Collected data:
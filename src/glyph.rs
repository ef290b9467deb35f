use crate::constants::GLYPH_FONT;
use crate::core::{BitmapFont, GlyphBitmap, GlyphRasterizer, SwarmError};
use wasm_bindgen::JsCast;
use web_sys as web;

/// Draws digits with the browser's text renderer into an offscreen 2D
/// canvas. Falls back to the built-in bitmap font when no 2D context can be
/// created.
pub struct CanvasRasterizer {
    canvas: Option<(web::HtmlCanvasElement, web::CanvasRenderingContext2d)>,
    fallback: BitmapFont,
}

impl CanvasRasterizer {
    pub fn new(document: &web::Document) -> Self {
        let canvas = match create_context(document) {
            Ok(c) => Some(c),
            Err(e) => {
                log::warn!("[glyph] 2d canvas unavailable ({}); using bitmap font", e);
                None
            }
        };
        Self {
            canvas,
            fallback: BitmapFont,
        }
    }
}

fn create_context(
    document: &web::Document,
) -> anyhow::Result<(web::HtmlCanvasElement, web::CanvasRenderingContext2d)> {
    let canvas: web::HtmlCanvasElement = document
        .create_element("canvas")
        .map_err(|e| anyhow::anyhow!("{:?}", e))?
        .dyn_into()
        .map_err(|e| anyhow::anyhow!("{:?}", e))?;
    let ctx = canvas
        .get_context("2d")
        .map_err(|e| anyhow::anyhow!("{:?}", e))?
        .ok_or_else(|| anyhow::anyhow!("no 2d context"))?
        .dyn_into::<web::CanvasRenderingContext2d>()
        .map_err(|e| anyhow::anyhow!("{:?}", e))?;
    Ok((canvas, ctx))
}

fn raster_err(e: wasm_bindgen::JsValue) -> SwarmError {
    SwarmError::Raster(format!("{:?}", e))
}

impl GlyphRasterizer for CanvasRasterizer {
    fn rasterize(&mut self, text: &str, size: u32) -> crate::core::Result<GlyphBitmap> {
        let Some((canvas, ctx)) = &self.canvas else {
            return self.fallback.rasterize(text, size);
        };
        canvas.set_width(size);
        canvas.set_height(size);
        let s = size as f64;
        ctx.set_fill_style_str("black");
        ctx.fill_rect(0.0, 0.0, s, s);
        ctx.set_font(GLYPH_FONT);
        ctx.set_fill_style_str("white");
        ctx.set_text_align("center");
        ctx.set_text_baseline("middle");
        ctx.fill_text(text, s / 2.0, s / 2.0).map_err(raster_err)?;
        let rgba = ctx.get_image_data(0.0, 0.0, s, s).map_err(raster_err)?.data();
        // White on black, so the red channel is the luminance.
        let luma = rgba.0.chunks_exact(4).map(|px| px[0]).collect();
        Ok(GlyphBitmap { size, luma })
    }
}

TRY IT: Down to the last line, return the data above exactly.

RESPONSE TO THE EXERCISE:
filename src/glyph.rs
repository ef290b9467deb35f
use crate::constants::GLYPH_FONT;
use crate::core::{BitmapFont, GlyphBitmap, GlyphRasterizer, SwarmError};
use wasm_bindgen::JsCast;
use web_sys as web;

/// Draws digits with the browser's text renderer into an offscreen 2D
/// canvas. Falls back to the built-in bitmap font when no 2D context can be
/// created.
pub struct CanvasRasterizer {
    canvas: Option<(web::HtmlCanvasElement, web::CanvasRenderingContext2d)>,
    fallback: BitmapFont,
}

impl CanvasRasterizer {
    pub fn new(document: &web::Document) -> Self {
        let canvas = match create_context(document) {
            Ok(c) => Some(c),
            Err(e) => {
                log::warn!("[glyph] 2d canvas unavailable ({}); using bitmap font", e);
                None
            }
        };
        Self {
            canvas,
            fallback: BitmapFont,
        }
    }
}

fn create_context(
    document: &web::Document,
) -> anyhow::Result<(web::HtmlCanvasElement, web::CanvasRenderingContext2d)> {
    let canvas: web::HtmlCanvasElement = document
        .create_element("canvas")
        .map_err(|e| anyhow::anyhow!("{:?}", e))?
        .dyn_into()
        .map_err(|e| anyhow::anyhow!("{:?}", e))?;
    let ctx = canvas
        .get_context("2d")
        .map_err(|e| anyhow::anyhow!("{:?}", e))?
        .ok_or_else(|| anyhow::anyhow!("no 2d context"))?
        .dyn_into::<web::CanvasRenderingContext2d>()
        .map_err(|e| anyhow::anyhow!("{:?}", e))?;
    Ok((canvas, ctx))
}

fn raster_err(e: wasm_bindgen::JsValue) -> SwarmError {
    SwarmError::Raster(format!("{:?}", e))
}

impl GlyphRasterizer for CanvasRasterizer {
    fn rasterize(&mut self, text: &str, size: u32) -> crate::core::Result<GlyphBitmap> {
        let Some((canvas, ctx)) = &self.canvas else {
            return self.fallback.rasterize(text, size);
        };
        canvas.set_width(size);
        canvas.set_height(size);
        let s = size as f64;
        ctx.set_fill_style_str("black");
        ctx.fill_rect(0.0, 0.0, s, s);
        ctx.set_font(GLYPH_FONT);
        ctx.set_fill_style_str("white");
        ctx.set_text_align("center");
        ctx.set_text_baseline("middle");
        ctx.fill_text(text, s / 2.0, s / 2.0).map_err(raster_err)?;
        let rgba = ctx.get_image_data(0.0, 0.0, s, s).map_err(raster_err)?.data();
        // White on black, so the red channel is the luminance.
        let luma = rgba.0.chunks_exact(4).map(|px| px[0]).collect();
        Ok(GlyphBitmap { size, luma })
    }
}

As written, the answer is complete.